Language included in the final version would ban processing fees on EBT transactions
After months of trying to reconcile the differences between the House and Senate versions of the Farm Bill, conferees struck a deal and filed language early this week on a compromise bill.
On December 11, the Senate voted unanimously to pass the sweeping measure by a vote of 87-13. The House is scheduled to vote on the measure this week.
The Farm Bill is especially relevant to the convenience store industry because it reauthorizes the Supplemental Nutrition Assistance Program (SNAP). More than 119,000 convenience stores accept SNAP benefits and serve the communities in which they operate.
In the compromise bill, the main provision impacting the convenience store industry is language that permanently bans processing fees on EBT transactions and reiterates the ban on interchange fees. As retailers have seen on the commercial side, these fees escalate over time and negatively impact the price of goods. NACS, along with other retail trade associations, has spent the last two years educating lawmakers on this issue and the need for a permanent ban on fees. In final negotiations, conferees went with the House’s version of the language, which places a permanent prohibition on EBT processing fees.

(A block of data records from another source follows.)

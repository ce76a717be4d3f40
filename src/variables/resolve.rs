//! Candidate lookups against environments and recorded exchanges.
//!
//! Every lookup returns a [`LookupError`] on a miss. The placeholder
//! resolver treats those as "try the next candidate" unless
//! [`LookupError::is_fatal`] says otherwise; the shortcut expander has no
//! fallback and reports every miss.

use serde::{Deserialize, Serialize};
use thiserror::Error;
use tracing::debug;

use crate::document::{split_dotted, Document, PathError, Scalar};
use crate::environment::{EnvError, EnvironmentProvider};
use crate::history::{HistoryError, RecordedExchangeStore};

/// How textual `response.body` values of recorded exchanges are treated.
#[derive(Debug, Clone, Copy, PartialEq, Eq, Default, Serialize, Deserialize)]
#[serde(rename_all = "lowercase")]
pub enum BodyMode {
    /// Decode the body as JSON when it parses, so `response.body.id` works
    #[default]
    Structured,
    /// Leave the body as text
    Raw,
}

/// Why a single candidate failed to produce a value.
#[derive(Debug, Error)]
pub enum LookupError {
    /// Bad `[env]` syntax inside an item
    #[error("{0}")]
    Syntax(String),

    #[error(transparent)]
    Environment(#[from] EnvError),

    #[error(transparent)]
    Exchange(#[from] HistoryError),

    #[error(transparent)]
    Path(#[from] PathError),
}

impl LookupError {
    /// Ambiguous file names are never silently skipped.
    pub fn is_fatal(&self) -> bool {
        match self {
            LookupError::Environment(EnvError::File(e)) => e.is_ambiguous(),
            LookupError::Exchange(e) => e.is_ambiguous(),
            _ => false,
        }
    }
}

/// The data sources placeholders and shortcuts read from.
#[derive(Clone, Copy)]
pub struct VariableSources<'a> {
    pub environments: &'a dyn EnvironmentProvider,
    pub exchanges: &'a dyn RecordedExchangeStore,
    pub body_mode: BodyMode,
}

impl<'a> VariableSources<'a> {
    /// Sources with the default (structured) body mode.
    pub fn new(
        environments: &'a dyn EnvironmentProvider,
        exchanges: &'a dyn RecordedExchangeStore,
    ) -> Self {
        Self {
            environments,
            exchanges,
            body_mode: BodyMode::default(),
        }
    }

    pub fn with_body_mode(mut self, body_mode: BodyMode) -> Self {
        self.body_mode = body_mode;
        self
    }

    /// Looks up `[env]path` or `[]path` (the active environment).
    ///
    /// `[env]poo`, `[env].poo` and `[env]...poo..` all walk the same path.
    pub fn lookup_environment_item(&self, item: &str) -> Result<String, LookupError> {
        let (name, path) = split_environment_item(item)?;
        if split_dotted(path).is_empty() {
            return Err(LookupError::Syntax(format!("No path found after {}", item)));
        }

        let name = name.trim();
        let env = self
            .environments
            .load_environment((!name.is_empty()).then_some(name))?;
        Ok(env.lookup(path)?.interpolate()?)
    }

    /// Looks up `name.path` in the recorded exchange `name`.
    ///
    /// The path is walked from the root of the exchange, so `request.method`,
    /// `response.status` and `response.body.id` are all reachable.
    pub fn lookup_exchange_item(&self, item: &str) -> Result<String, LookupError> {
        let Some((name, path)) = item.split_once('.') else {
            return Err(LookupError::Syntax(format!("No path found after {}", item)));
        };

        let mut doc = self.exchanges.load_exchange(name)?;
        if self.body_mode == BodyMode::Structured {
            decode_body(&mut doc);
        }
        Ok(doc.lookup(path)?.interpolate()?)
    }
}

/// Splits `[name]rest` into `("name", "rest")`.
fn split_environment_item(item: &str) -> Result<(&str, &str), LookupError> {
    let Some(inner) = item.strip_prefix('[') else {
        return Err(LookupError::Syntax(format!("No brackets found in '{}'", item)));
    };
    let Some(end) = inner.find(']') else {
        return Err(LookupError::Syntax(format!("Unclosed bracket: '{}'", item)));
    };
    Ok((&inner[..end], &inner[end + 1..]))
}

/// Replaces a textual `response.body` with its JSON structure when it parses.
fn decode_body(doc: &mut Document) {
    let Document::Mapping(root) = doc else {
        return;
    };
    let Some(Document::Mapping(response)) = root.get_mut("response") else {
        return;
    };
    let Some(body) = response.get_mut("body") else {
        return;
    };
    let Document::Scalar(Scalar::String(text)) = &*body else {
        return;
    };

    match serde_json::from_str::<serde_json::Value>(text) {
        Ok(value) => *body = Document::from(value),
        // not json; the caller may not need the body at all
        Err(e) => debug!(error = %e, "response body is not json"),
    }
}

Another significant provision in the Farm Bill is language legalizing products that come from hemp, and hemp-derived products containing CBD oil, so long as they contain less than 0.3% THC. This provision was the top priority of Senate Majority Leader Mitch McConnell (R-KY), who wanted to open the market to help hemp farmers and processing facilities in Kentucky.
It is expected the House will consider the Farm Bill later this week and it is expected to pass without issue. President Trump has signaled that he supports the bill and will sign it into law.